Zambia: Continue Funding Archives Digital Project - Scott

VICE-President Guy Scott has appealed to the Finnish government to continue funding the digitisation programme at the National Archives of Zambia.

The Finnish government is supporting the digitisation project of placing historical records electronically but was expected to wind down support by June next year.

Currently the department is digitising the TIMES OF ZAMBIA Newspapers from 1964 to 1991 and so far, it had digitised the district notebooks from 1896 to 1964.

Others are British South African Company collection from 1896 to 1924, photographs from 1920 to 1994, maps from 1600 to 1990, stamps (colonial) to 2004 and the Mutende Newspaper 1936 to 1958.

Dr Scott said the digitisation of the historical records at the department of National Archives was needed for preservation of the country's rich history.

The vice-president who was accompanied by his senior private secretary Robert Kamalata, Home Affairs Deputy Minister Nixon Chilangwa, Permanent Secretary Maxwell Nkole and other officials, was speaking when he toured the National Archives of Zambia in Lusaka yesterday.

"I want to encourage the Finnish government not to pull out because I know some donors always want to only stay for about three years then they go.

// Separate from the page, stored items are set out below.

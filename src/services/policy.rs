// src/services/policy.rs
//! Relying-party policy check.
//!
//! Runs before any cryptographic work: a bundle that does not even contain
//! what the relying party asked for is rejected as-is.

use crate::models::credential_object::{CredentialObject, ADDITIONAL_INFO_PROVIDER};
use crate::models::requested::{
    RequestedCredentialKey, RequestedCredentials, RequestedCredentialsCheckResult, RequestedKey,
};
use std::collections::BTreeSet;

/// Checks `bundle` against the requirements in `requested`.
///
/// Required items whose key is part of the `minimumRequired` quorum are left
/// to the quorum. On failure the bundle is returned unchanged in the result.
pub fn check_requested_credentials(
    bundle: &CredentialObject,
    requested: &RequestedCredentials,
) -> RequestedCredentialsCheckResult {
    let quorum_keys: BTreeSet<&str> = requested
        .minimum_required
        .as_ref()
        .map(|minimum| minimum.data.iter().map(String::as_str).collect())
        .unwrap_or_default();

    let mut missing_keys = Vec::new();
    for item in requested.credentials.iter().filter(|item| item.required) {
        if item.key_name().is_some_and(|key| quorum_keys.contains(key)) {
            continue;
        }
        if item.provider.is(ADDITIONAL_INFO_PROVIDER) {
            missing_keys.extend(unanswered_questions(bundle, item));
        } else if !is_present(bundle, item) {
            missing_keys.push(item.clone());
        }
    }

    let mut missing_message = None;
    if let Some(minimum) = &requested.minimum_required {
        let provided = quorum_keys
            .iter()
            .filter(|key| bundle.contains_key_anywhere(key))
            .count();
        if provided < minimum.amount {
            missing_message = Some(format!(
                "At least {} of [{}] required, {} provided",
                minimum.amount,
                minimum.data.join(", "),
                provided
            ));
        }
    }

    let success = missing_keys.is_empty() && missing_message.is_none();
    if !success {
        log::debug!(
            "requested credentials not satisfied: {} missing key(s){}",
            missing_keys.len(),
            missing_message.as_deref().map(|m| format!(", {}", m)).unwrap_or_default()
        );
    }
    RequestedCredentialsCheckResult {
        success,
        missing_keys,
        missing_message,
        credentials: (!success).then(|| bundle.clone()),
    }
}

fn is_present(bundle: &CredentialObject, item: &RequestedCredentialKey) -> bool {
    match item.key_name() {
        Some(key) => item
            .provider
            .names()
            .into_iter()
            .any(|provider| bundle.contains_key(provider, key)),
        None => false,
    }
}

/// The holder's answers live in the bundle's `ADDITIONAL_INFO` group as
/// request items with their `answer`s filled in.
fn unanswered_questions(bundle: &CredentialObject, item: &RequestedCredentialKey) -> Vec<RequestedCredentialKey> {
    let Some(group) = bundle.credentials.get(ADDITIONAL_INFO_PROVIDER) else {
        return vec![item.clone()];
    };

    let answered: Vec<RequestedCredentialKey> = match &item.key {
        RequestedKey::Name(key) => group
            .credentials
            .get(key)
            .and_then(|entry| serde_json::from_value(entry.clone()).ok())
            .into_iter()
            .collect(),
        RequestedKey::Questions(_) => group
            .credentials
            .values()
            .filter_map(|entry| serde_json::from_value(entry.clone()).ok())
            .collect(),
    };
    if answered.is_empty() {
        return vec![item.clone()];
    }

    answered
        .into_iter()
        .filter(|entry| entry.required && entry.has_unanswered_questions())
        .collect()
}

We need to keep this programme going to put records for easier research," he said.

He was impressed with the National Achieves of Zambia staff for embarking on an ambitious programme to digitise most of the country's historical records.

Among other areas he inspected were, the digitisation project room and main library.

Dr Scott addressed workers at the department and urged them to continue working hard.

He extended his tour to the Registrar of Societies where he inspected the institution and storage of various books and records by Registrar of Societies Clement Andeleki.

National Archives of Zambia director Chileshe Musukuma said the information contained in the archives was derived from official documents generated by various stakeholders before and after independence.

She assured Dr Scott that her staff would continue to ensure national historical records were secured.

Ms Musukuma said the Government was currently reviewing the law to enable the department collect records for digitisation.

The department exists for the control and custody of public archives and records of Government, State corporations, missions abroad and individuals, preservation of books, manuscripts, maps, and pictorial matters relating to Zambia.